Verifiable reward: A reward signal derived from an outcome, execution, proof state, trace, or other artifact that can be checked with reasonable reliability.
Verifier: The mechanism that performs that check, whether symbolic, executable, formal, learned, or hybrid.
Reward signal: The scalar or graded feedback that learning actually sees after verification.
Interface: The part of the task exposed to checking, such as a final answer, a program, a proof state, a citation set, or an environment trajectory.
Outcome verifier: A checker that scores a completed solution rather than its intermediate steps.
Process reward: A reward signal attached to intermediate reasoning, subgoals, or partial traces rather than only the final artifact.
Programmatic verifier: A rule-based checker implemented through deterministic logic, execution, or formal constraints.
Learned verifier: A model-based judge that predicts correctness, quality, or consistency.
Verifier stack: A layered pipeline that combines multiple checks before producing a reward or decision.
Signal quality: How informative, stable, and hard to game the reward is for the capability of interest.
C.2 Evaluation, reporting, and robustness terms
Base model and checkpoint: The starting policy and exact checkpoint used before RLVR or test-time intervention.
RLVR model and checkpoint: The trained policy and exact checkpoint whose improvement is being claimed.
Training verifier: The verifier whose score is used as reward during RLVR.
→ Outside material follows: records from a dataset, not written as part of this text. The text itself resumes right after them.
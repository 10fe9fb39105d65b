use serde::{Deserialize, Serialize};
use utoipa::ToSchema;
use uuid::Uuid;

/// Acknowledgement returned after a successful insert.
#[derive(Debug, Serialize, Deserialize, ToSchema)]
pub struct InsertOneResult {
    pub acknowledged: bool,
    #[serde(rename = "insertedId")]
    pub inserted_id: Uuid,
}

impl InsertOneResult {
    pub fn new(inserted_id: Uuid) -> Self {
        Self {
            acknowledged: true,
            inserted_id,
        }
    }
}
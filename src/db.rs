use sqlx::{Pool, Postgres};

pub type DbPool = Pool<Postgres>;

pub async fn create_pool(database_url: &str, max_connections: u32) -> Result<DbPool, sqlx::Error> {
    sqlx::postgres::PgPoolOptions::new()
        .max_connections(max_connections)
        .connect(database_url)
        .await
}

/// Creates the `pedidos` and `usuarios` collections when they don't exist yet.
/// Each row is an opaque JSONB document keyed by a UUID.
pub async fn ensure_collections(pool: &DbPool) -> Result<(), sqlx::Error> {
    sqlx::query(
        "CREATE TABLE IF NOT EXISTS pedidos (
            id UUID PRIMARY KEY,
            seq BIGSERIAL NOT NULL,
            data JSONB NOT NULL
        )",
    )
    .execute(pool)
    .await?;

    sqlx::query(
        "CREATE TABLE IF NOT EXISTS usuarios (
            id UUID PRIMARY KEY,
            data JSONB NOT NULL
        )",
    )
    .execute(pool)
    .await?;

    sqlx::query("CREATE INDEX IF NOT EXISTS usuarios_usuario_idx ON usuarios ((data->>'Usuario'))")
        .execute(pool)
        .await?;

    Ok(())
}

/// Pool for the database-backed tests, which run with `cargo test -- --ignored`.
#[cfg(test)]
pub async fn test_pool() -> DbPool {
    dotenv::dotenv().ok();
    let database_url = std::env::var("DATABASE_URL").expect("DATABASE_URL must be set");
    let pool = create_pool(&database_url, 2).await.unwrap();
    // concurrent tests may race on CREATE TABLE; the retry sees the finished tables
    if ensure_collections(&pool).await.is_err() {
        ensure_collections(&pool).await.unwrap();
    }
    pool
}
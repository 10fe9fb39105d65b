use serde_json::{Map, Value};
use uuid::Uuid;

use crate::error::StoreError;

/// Free-form order body. No field is required or interpreted by the service.
pub type Document = Map<String, Value>;

/// Key under which the store-assigned identifier is exposed.
pub const ID_FIELD: &str = "_id";

#[derive(Debug, Clone, PartialEq)]
pub struct Order {
    pub id: Uuid,
    pub fields: Document,
}

impl Order {
    pub fn into_document(self) -> Document {
        let mut doc = self.fields;
        doc.insert(ID_FIELD.to_string(), Value::String(self.id.to_string()));
        doc
    }
}

#[derive(Debug, Clone, Copy, PartialEq, Eq)]
pub struct UpdateResult {
    pub matched_count: u64,
}

pub fn parse_order_id(raw: &str) -> Result<Uuid, StoreError> {
    Ok(Uuid::parse_str(raw)?)
}

/// Drops the reserved `_id` key; ids are assigned by the store and never rewritten.
pub fn without_id(mut doc: Document) -> Document {
    doc.remove(ID_FIELD);
    doc
}

/// True when any key or string value holds U+0000, which JSONB cannot store.
pub fn contains_nul(doc: &Document) -> bool {
    doc.iter()
        .any(|(key, value)| key.contains('\0') || value_contains_nul(value))
}

fn value_contains_nul(value: &Value) -> bool {
    match value {
        Value::String(s) => s.contains('\0'),
        Value::Array(items) => items.iter().any(value_contains_nul),
        Value::Object(map) => contains_nul(map),
        _ => false,
    }
}
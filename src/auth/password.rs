use std::sync::OnceLock;

use crate::error::{AppError, Result};

pub const INVALID_CREDENTIALS: &str = "Usuario o contraseña incorrectos";

/// Checks `password` against a bcrypt hash. CPU-bound; call it off the async runtime.
///
/// An unparseable hash counts as a credential failure, not a server error.
pub fn verify_password(password: &str, hash: &str) -> Result<bool> {
    bcrypt::verify(password, hash).map_err(|_| AppError::Unauthorized(INVALID_CREDENTIALS))
}

pub(super) static UNKNOWN_USER_HASH: OnceLock<Option<String>> = OnceLock::new();

/// Runs a full bcrypt comparison for a username with no stored hash, then fails.
///
/// Keeps "no such user" as slow as "wrong password".
pub fn verify_unknown_user(password: &str) -> Result<bool> {
    let hash = UNKNOWN_USER_HASH
        .get_or_init(|| bcrypt::hash("unknown-user", bcrypt::DEFAULT_COST).ok());

    if let Some(hash) = hash {
        let _ = bcrypt::verify(password, hash);
    }
    Ok(false)
}
pub mod order_dto;
pub mod order_handlers;
pub mod order_models;
pub mod order_repository;
pub mod order_service;

pub use order_dto::InsertOneResult;
pub use order_handlers::{create_order, list_orders, update_order};
pub use order_models::Document;
pub use order_repository::{OrderRepository, PgOrderRepository};
pub use order_service::OrderService;
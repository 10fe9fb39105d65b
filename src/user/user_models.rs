use serde::Deserialize;

/// Stored credential record. Documents may carry other fields; only these two are read.
#[derive(Debug, Clone, Deserialize)]
pub struct User {
    #[serde(rename = "Usuario")]
    pub username: String,
    #[serde(rename = "Password")]
    pub password_hash: String,
}
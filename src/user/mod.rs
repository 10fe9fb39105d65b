pub mod user_models;
pub mod user_repository;

pub use user_models::User;
pub use user_repository::{PgUserRepository, UserRepository};
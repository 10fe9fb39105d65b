use axum::{
    extract::{Path, State},
    http::StatusCode,
    response::IntoResponse,
    Json,
};

use super::order_models::Document;
use crate::{dto::MessageResponse, error::Result, extract::AppJson, state::AppState};

pub const ORDER_UPDATED: &str = "Pedido actualizado exitosamente";

/// List every stored order
#[utoipa::path(
    get,
    path = "/pedidos",
    responses(
        (status = 200, description = "All orders, each with its `_id`", body = [Object]),
        (status = 500, description = "Store failure", body = crate::dto::ErrorResponse)
    ),
    tag = "pedidos"
)]
pub async fn list_orders(State(state): State<AppState>) -> Result<Json<Vec<Document>>> {
    let orders = state.order_service.list_orders().await?;
    Ok(Json(orders))
}

/// Store a new order exactly as submitted
#[utoipa::path(
    post,
    path = "/nuevopedido",
    request_body = Object,
    responses(
        (status = 201, description = "Order stored", body = crate::order::order_dto::InsertOneResult),
        (status = 400, description = "Malformed body or NUL character in a string", body = crate::dto::ErrorResponse),
        (status = 500, description = "Store failure", body = crate::dto::ErrorResponse)
    ),
    tag = "pedidos"
)]
pub async fn create_order(
    State(state): State<AppState>,
    AppJson(payload): AppJson<Document>,
) -> Result<impl IntoResponse> {
    let result = state.order_service.create_order(payload).await?;
    Ok((StatusCode::CREATED, Json(result)))
}

/// Overwrite the given fields of an order
#[utoipa::path(
    put,
    path = "/pedidos/{id}",
    params(
        ("id" = String, Path, description = "Order id")
    ),
    request_body = Object,
    responses(
        (status = 200, description = "Order updated", body = MessageResponse),
        (status = 400, description = "Malformed body or NUL character in a string", body = crate::dto::ErrorResponse),
        (status = 404, description = "Order not found", body = crate::dto::ErrorResponse),
        (status = 500, description = "Malformed id or store failure", body = crate::dto::ErrorResponse)
    ),
    tag = "pedidos"
)]
pub async fn update_order(
    State(state): State<AppState>,
    Path(order_id): Path<String>,
    AppJson(payload): AppJson<Document>,
) -> Result<Json<MessageResponse>> {
    state.order_service.update_order(&order_id, payload).await?;
    Ok(Json(MessageResponse::new(ORDER_UPDATED)))
}
use serde::{Deserialize, Serialize};
use utoipa::ToSchema;

// Shared response bodies
#[derive(Debug, Serialize, Deserialize, ToSchema)]
pub struct MessageResponse {
    pub message: String,
}

impl MessageResponse {
    pub fn new(message: impl Into<String>) -> Self {
        Self {
            message: message.into(),
        }
    }
}

/// Body of every order-route failure.
#[derive(Debug, Serialize, ToSchema)]
pub struct ErrorResponse {
    pub error: String,
}

/// Body of a login failure caused by the server rather than the credentials.
#[derive(Debug, Serialize, ToSchema)]
pub struct ServerErrorResponse {
    pub message: String,
    pub error: String,
}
Evaluation verifier: The verifier or benchmark grader used to report results after training.
Independent audit verifier: A separate checker, judge, harness, or human audit path used to test whether the policy overfit the training verifier.
Audit suite: A held-out set of checks, examples, adversarial probes, or human review items used to test the verifier itself.
High-reward tail: The region of outputs selected by best-of-\(N\), search, or gradient optimization because the verifier scores them highly.
pass@1: Single-sample policy quality under the specified decoding setup.
pass@\(N\): Policy plus sampling; the probability that at least one of \(N\) samples passes the checker.
Search-guided score: A system-level score that includes active test-time control, reranking, verifier-guided search, or tool-mediated exploration.
Generation budget: The number of samples, tokens, tool calls, search steps, or other generation-side work used to produce the answer.
Verification budget: The number or cost of tests, judge calls, proof checks, environment runs, or other verifier-side work used to score or select the answer.
Hidden-test status: Whether the policy trained against the same tests being reported, and whether a separate hidden or independent suite was used.
Contamination audit: Checks for prompt, answer, partial-prompt, trace, and test leakage across pretraining, SFT, preference data, RL data, and synthetic data construction.
Regression tax: Calibration, abstention, refusal, safety, instruction-following, latency, or cost regressions paid elsewhere while improving the target score.
Faithfulness: The extent to which an externalized explanation tracks the causal basis of the model’s answer.
Calibration: The relationship between expressed confidence and actual correctness.
C.3 Agentic terms
Harness: The environment-backed interface that turns a model rollout into trainable and auditable data, including task inputs, tool access, state, execution, logging, and reward computation.
Deployment interface: The real interface the system will use at serving time, including tools, state, latency limits, user inputs, and logging.